(Task prompt)
In the records that follow, find each line with "UnreadCounter" and pull it out.

The data below:

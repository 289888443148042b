use std::sync::Arc;
use std::sync::atomic::{AtomicU64, Ordering};

use tutorlink_config::PollConfig;
use tutorlink_realtime::{PollError, Poller, Subscription};

use super::service::NotificationService;
use crate::api::ApiClient;

/// Keeps the unread badge current by polling the unread count.
///
/// The last successful count is kept while requests fail, so the badge never
/// flickers to zero on a transient outage. Polling stops when the counter is
/// dropped.
pub struct UnreadCounter {
    poller: Poller,
    count: Arc<AtomicU64>,
}

impl UnreadCounter {
    pub fn new(config: PollConfig) -> Self {
        Self {
            poller: Poller::new("unread_count", config),
            count: Arc::new(AtomicU64::new(0)),
        }
    }

    pub fn start(&self, api: ApiClient) {
        let count = Arc::clone(&self.count);
        self.poller.start(move || {
            let api = api.clone();
            let count = Arc::clone(&count);
            async move {
                let unread = NotificationService::unread_count(&api).await?;
                count.store(unread, Ordering::SeqCst);
                Ok::<(), tutorlink_core::ApiError>(())
            }
        });
    }

    pub fn stop(&self) {
        self.poller.stop();
    }

    pub fn count(&self) -> u64 {
        self.count.load(Ordering::SeqCst)
    }

    pub fn is_running(&self) -> bool {
        self.poller.is_running()
    }

    pub fn consecutive_failures(&self) -> u32 {
        self.poller.consecutive_failures()
    }

    /// Called once if polling gives up after repeated failures.
    pub fn on_error<F>(&self, listener: F) -> Subscription
    where
        F: Fn(&PollError) + Send + Sync + 'static,
    {
        self.poller.on_error(listener)
    }
}
use thiserror::Error;

/// Errors surfaced to a stream's error listeners.
///
/// None of these are fatal to the owner; the manager records the most recent
/// one and keeps going (or settles in `Idle` / `Failed`).
#[derive(Debug, Clone, PartialEq, Eq, Error)]
pub enum StreamError {
    /// The connection could not be set up at all (bad URL, unsupported
    /// scheme, TLS setup). Not retried.
    #[error("Failed to create connection: {0}")]
    Construction(String),

    /// The transport handshake failed; handled as an abnormal closure.
    #[error("Handshake failed: {0}")]
    Handshake(String),

    #[error("Transport error: {0}")]
    Transport(String),

    /// An inbound frame was not a JSON object with a string `type`.
    #[error("Invalid frame: {0}")]
    InvalidFrame(String),

    #[error("Failed to encode outbound frame: {0}")]
    Encode(String),

    #[error("Reconnection abandoned after {attempts} attempts")]
    ReconnectExhausted { attempts: u32 },
}

impl StreamError {
    pub fn is_exhausted(&self) -> bool {
        matches!(self, Self::ReconnectExhausted { .. })
    }
}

End of The data.

(Problem solution)
pub struct UnreadCounter {
impl UnreadCounter {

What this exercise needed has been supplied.